• RECORDS SUPPLIED:
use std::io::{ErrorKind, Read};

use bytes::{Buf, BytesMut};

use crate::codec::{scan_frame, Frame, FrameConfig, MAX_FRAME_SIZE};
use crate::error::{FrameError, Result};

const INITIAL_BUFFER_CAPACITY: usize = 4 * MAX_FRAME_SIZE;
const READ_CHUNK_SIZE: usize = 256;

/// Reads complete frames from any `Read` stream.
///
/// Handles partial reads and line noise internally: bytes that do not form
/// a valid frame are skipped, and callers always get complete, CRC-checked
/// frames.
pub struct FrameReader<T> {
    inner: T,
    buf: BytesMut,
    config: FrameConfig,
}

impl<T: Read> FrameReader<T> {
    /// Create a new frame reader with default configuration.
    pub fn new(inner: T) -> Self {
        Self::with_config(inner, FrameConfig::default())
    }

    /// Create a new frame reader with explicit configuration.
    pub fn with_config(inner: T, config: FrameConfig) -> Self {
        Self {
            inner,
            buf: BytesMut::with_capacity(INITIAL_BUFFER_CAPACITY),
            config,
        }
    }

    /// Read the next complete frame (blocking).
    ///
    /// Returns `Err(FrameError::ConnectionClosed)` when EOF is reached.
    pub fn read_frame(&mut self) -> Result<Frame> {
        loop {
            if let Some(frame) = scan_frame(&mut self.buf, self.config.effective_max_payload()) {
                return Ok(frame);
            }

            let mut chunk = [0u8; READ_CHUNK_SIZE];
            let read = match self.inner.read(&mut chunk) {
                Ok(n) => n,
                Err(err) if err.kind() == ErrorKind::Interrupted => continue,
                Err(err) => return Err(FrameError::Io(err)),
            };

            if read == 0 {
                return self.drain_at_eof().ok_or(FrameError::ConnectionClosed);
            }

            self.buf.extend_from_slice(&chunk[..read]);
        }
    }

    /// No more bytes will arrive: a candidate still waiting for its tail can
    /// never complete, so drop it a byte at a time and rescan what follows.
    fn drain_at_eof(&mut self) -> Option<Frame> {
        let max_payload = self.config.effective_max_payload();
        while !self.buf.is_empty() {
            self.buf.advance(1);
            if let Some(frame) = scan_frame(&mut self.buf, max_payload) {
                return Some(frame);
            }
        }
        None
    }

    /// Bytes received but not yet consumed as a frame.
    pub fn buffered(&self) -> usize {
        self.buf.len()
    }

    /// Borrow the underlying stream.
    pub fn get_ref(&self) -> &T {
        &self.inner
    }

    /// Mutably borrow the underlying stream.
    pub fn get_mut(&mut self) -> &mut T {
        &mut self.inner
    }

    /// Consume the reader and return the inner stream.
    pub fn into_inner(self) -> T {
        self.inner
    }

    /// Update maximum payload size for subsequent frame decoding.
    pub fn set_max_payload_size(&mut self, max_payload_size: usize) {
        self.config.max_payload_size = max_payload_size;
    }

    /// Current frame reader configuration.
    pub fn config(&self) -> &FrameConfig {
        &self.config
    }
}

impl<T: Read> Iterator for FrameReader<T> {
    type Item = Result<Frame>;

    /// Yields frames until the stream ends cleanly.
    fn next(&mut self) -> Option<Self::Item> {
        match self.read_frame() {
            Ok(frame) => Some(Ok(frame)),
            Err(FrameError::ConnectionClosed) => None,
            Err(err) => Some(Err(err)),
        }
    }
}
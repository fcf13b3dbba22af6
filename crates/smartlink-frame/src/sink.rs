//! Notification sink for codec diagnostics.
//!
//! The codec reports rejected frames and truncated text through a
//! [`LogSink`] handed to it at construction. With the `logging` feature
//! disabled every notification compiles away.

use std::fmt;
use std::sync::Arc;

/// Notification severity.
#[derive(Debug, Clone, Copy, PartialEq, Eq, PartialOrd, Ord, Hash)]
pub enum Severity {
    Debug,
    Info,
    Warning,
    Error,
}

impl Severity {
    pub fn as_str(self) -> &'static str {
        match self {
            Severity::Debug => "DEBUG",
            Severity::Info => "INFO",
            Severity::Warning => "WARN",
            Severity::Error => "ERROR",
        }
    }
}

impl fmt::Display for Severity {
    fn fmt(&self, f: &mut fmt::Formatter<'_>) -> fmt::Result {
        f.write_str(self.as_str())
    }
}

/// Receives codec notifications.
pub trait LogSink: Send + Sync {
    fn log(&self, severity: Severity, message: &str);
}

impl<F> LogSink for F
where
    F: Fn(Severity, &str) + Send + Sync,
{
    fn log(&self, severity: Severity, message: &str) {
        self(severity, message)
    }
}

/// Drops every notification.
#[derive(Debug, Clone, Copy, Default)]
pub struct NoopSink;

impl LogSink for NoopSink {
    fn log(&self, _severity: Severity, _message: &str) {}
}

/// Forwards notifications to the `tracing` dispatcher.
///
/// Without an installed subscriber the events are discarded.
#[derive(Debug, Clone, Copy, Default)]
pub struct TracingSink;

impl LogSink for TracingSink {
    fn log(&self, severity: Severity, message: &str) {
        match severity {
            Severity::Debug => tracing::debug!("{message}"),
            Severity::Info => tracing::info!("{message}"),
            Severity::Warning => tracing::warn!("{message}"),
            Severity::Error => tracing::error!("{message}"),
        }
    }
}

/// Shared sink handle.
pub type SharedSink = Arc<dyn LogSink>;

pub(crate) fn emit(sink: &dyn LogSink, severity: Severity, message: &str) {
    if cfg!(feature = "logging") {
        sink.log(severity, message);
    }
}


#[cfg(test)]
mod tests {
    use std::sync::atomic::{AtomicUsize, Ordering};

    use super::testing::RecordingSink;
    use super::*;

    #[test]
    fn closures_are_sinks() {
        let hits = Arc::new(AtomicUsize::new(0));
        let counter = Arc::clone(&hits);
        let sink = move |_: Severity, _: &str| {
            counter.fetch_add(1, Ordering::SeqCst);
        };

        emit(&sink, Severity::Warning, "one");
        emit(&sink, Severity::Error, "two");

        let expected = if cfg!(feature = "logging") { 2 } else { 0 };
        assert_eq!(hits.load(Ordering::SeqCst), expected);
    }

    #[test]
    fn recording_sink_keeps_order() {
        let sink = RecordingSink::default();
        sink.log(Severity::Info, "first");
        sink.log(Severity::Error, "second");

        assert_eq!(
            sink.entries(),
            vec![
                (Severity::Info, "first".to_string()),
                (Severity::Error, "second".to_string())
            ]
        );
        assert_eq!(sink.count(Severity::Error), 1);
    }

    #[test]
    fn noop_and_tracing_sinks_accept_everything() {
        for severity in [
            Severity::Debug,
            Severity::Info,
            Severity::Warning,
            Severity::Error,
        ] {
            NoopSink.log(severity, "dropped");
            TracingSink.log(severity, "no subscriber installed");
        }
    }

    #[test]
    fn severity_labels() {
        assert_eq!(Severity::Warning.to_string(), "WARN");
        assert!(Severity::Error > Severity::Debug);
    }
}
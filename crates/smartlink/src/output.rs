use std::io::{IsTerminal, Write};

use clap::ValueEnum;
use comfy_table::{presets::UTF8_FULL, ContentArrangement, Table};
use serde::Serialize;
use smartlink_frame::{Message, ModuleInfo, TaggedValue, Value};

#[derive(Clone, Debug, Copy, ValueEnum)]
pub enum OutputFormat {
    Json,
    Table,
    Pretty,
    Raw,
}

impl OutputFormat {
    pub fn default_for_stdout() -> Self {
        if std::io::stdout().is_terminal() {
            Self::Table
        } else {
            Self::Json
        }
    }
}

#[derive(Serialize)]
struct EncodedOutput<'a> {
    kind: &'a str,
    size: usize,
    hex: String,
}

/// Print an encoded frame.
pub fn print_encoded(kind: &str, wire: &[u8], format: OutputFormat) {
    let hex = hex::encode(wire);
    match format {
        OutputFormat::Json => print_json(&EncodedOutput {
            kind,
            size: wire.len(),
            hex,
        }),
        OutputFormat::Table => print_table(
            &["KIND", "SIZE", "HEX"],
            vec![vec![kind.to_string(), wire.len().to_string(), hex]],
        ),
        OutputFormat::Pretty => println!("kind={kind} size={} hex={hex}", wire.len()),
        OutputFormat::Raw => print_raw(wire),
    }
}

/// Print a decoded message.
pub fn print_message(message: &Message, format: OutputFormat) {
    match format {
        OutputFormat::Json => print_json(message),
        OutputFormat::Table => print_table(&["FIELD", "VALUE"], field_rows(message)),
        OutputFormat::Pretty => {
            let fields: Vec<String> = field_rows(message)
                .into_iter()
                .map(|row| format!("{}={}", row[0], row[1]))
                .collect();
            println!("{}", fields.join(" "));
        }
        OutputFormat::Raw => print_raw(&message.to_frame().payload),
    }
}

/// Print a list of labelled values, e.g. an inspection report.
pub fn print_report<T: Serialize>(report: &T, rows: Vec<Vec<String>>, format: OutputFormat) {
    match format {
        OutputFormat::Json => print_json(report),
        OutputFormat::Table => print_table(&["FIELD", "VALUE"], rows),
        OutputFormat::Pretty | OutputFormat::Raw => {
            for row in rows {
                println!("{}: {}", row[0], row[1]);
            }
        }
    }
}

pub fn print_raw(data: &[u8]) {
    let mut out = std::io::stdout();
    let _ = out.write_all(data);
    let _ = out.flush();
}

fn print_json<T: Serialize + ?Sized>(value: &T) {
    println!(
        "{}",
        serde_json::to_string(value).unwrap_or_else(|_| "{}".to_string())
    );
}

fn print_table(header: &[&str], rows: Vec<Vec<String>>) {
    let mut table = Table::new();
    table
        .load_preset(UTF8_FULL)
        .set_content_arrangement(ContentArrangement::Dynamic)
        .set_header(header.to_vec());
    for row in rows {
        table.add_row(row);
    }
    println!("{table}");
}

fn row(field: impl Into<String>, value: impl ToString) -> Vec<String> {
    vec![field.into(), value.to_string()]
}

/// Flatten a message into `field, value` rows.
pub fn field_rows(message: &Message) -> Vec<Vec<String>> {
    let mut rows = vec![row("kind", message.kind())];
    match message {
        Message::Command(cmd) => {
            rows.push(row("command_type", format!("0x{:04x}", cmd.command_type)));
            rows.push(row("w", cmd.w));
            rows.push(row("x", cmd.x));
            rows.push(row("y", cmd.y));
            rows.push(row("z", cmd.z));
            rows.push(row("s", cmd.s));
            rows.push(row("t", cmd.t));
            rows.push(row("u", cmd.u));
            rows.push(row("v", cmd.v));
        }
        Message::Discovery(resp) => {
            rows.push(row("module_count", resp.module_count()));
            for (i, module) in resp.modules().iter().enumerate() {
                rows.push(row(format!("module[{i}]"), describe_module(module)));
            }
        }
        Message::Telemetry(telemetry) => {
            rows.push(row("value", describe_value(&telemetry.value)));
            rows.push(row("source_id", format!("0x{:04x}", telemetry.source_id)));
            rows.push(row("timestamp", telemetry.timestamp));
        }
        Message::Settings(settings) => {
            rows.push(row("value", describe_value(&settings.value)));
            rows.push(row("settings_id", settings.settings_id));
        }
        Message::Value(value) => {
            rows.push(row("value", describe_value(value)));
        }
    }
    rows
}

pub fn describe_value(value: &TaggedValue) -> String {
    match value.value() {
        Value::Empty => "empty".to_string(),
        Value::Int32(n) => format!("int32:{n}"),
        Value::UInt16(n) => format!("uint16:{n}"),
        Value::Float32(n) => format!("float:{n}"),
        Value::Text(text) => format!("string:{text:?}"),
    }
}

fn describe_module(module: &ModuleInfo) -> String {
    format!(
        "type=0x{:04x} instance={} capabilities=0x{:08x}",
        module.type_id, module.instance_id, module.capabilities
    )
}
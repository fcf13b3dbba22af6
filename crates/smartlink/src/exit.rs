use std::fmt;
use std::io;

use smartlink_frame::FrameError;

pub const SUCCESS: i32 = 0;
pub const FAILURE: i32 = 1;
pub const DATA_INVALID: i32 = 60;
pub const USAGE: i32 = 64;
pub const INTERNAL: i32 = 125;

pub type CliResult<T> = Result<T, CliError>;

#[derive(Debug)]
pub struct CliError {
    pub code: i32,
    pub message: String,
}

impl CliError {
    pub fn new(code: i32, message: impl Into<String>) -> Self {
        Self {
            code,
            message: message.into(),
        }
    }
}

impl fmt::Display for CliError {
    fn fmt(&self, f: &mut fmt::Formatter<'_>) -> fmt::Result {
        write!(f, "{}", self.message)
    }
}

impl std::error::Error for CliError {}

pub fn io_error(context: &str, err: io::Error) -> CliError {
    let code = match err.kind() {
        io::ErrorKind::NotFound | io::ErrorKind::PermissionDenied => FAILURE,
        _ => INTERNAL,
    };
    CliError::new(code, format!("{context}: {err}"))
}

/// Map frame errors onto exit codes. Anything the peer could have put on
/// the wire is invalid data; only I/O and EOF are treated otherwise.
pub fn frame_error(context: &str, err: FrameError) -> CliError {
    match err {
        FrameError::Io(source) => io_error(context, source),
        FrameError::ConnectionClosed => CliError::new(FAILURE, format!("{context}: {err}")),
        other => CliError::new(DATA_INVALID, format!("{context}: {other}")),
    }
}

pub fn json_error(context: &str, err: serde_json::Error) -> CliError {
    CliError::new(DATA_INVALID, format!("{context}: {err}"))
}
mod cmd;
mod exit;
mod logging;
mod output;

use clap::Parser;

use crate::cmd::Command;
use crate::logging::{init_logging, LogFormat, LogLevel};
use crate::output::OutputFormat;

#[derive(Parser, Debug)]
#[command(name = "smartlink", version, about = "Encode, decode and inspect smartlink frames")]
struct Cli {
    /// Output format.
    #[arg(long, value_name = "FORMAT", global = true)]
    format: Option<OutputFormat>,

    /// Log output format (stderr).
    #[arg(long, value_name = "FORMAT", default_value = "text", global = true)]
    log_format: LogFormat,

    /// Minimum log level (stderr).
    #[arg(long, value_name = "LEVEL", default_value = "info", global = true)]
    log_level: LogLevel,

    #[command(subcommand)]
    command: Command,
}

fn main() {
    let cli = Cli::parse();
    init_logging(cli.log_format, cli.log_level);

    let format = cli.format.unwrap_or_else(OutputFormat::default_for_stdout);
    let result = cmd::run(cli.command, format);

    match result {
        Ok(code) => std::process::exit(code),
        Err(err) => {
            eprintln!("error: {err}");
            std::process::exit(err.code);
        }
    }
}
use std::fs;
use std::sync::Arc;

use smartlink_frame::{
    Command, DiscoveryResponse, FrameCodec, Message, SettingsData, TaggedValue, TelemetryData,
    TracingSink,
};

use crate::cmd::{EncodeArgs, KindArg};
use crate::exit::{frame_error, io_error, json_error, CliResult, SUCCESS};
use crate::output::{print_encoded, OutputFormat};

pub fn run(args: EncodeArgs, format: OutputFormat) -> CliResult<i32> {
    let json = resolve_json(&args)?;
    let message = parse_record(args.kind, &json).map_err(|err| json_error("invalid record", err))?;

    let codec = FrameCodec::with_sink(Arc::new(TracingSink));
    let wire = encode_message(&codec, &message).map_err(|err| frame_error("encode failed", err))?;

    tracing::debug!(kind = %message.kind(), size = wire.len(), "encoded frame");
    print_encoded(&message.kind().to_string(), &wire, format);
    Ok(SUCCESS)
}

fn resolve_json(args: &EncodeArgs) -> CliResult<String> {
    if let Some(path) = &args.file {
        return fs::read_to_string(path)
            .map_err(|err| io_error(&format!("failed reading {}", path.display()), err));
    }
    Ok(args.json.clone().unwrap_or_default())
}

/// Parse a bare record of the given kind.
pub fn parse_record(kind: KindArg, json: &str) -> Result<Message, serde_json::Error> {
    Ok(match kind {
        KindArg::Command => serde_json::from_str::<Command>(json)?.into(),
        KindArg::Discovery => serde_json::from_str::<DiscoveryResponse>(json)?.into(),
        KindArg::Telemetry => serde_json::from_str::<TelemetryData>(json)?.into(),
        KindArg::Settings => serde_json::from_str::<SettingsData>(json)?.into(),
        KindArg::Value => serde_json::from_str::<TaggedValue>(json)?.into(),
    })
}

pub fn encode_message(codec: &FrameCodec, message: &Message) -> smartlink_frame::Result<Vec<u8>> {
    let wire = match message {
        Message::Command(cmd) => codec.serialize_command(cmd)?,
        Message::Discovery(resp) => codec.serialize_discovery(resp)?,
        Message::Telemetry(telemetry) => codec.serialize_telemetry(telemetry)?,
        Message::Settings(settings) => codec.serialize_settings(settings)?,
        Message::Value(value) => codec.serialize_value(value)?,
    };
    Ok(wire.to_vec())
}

• WORK TASK: Check each line of the records above for the word "FrameConfig", count the lines that have it, and give only the count.

• RESPONSE BELOW: 5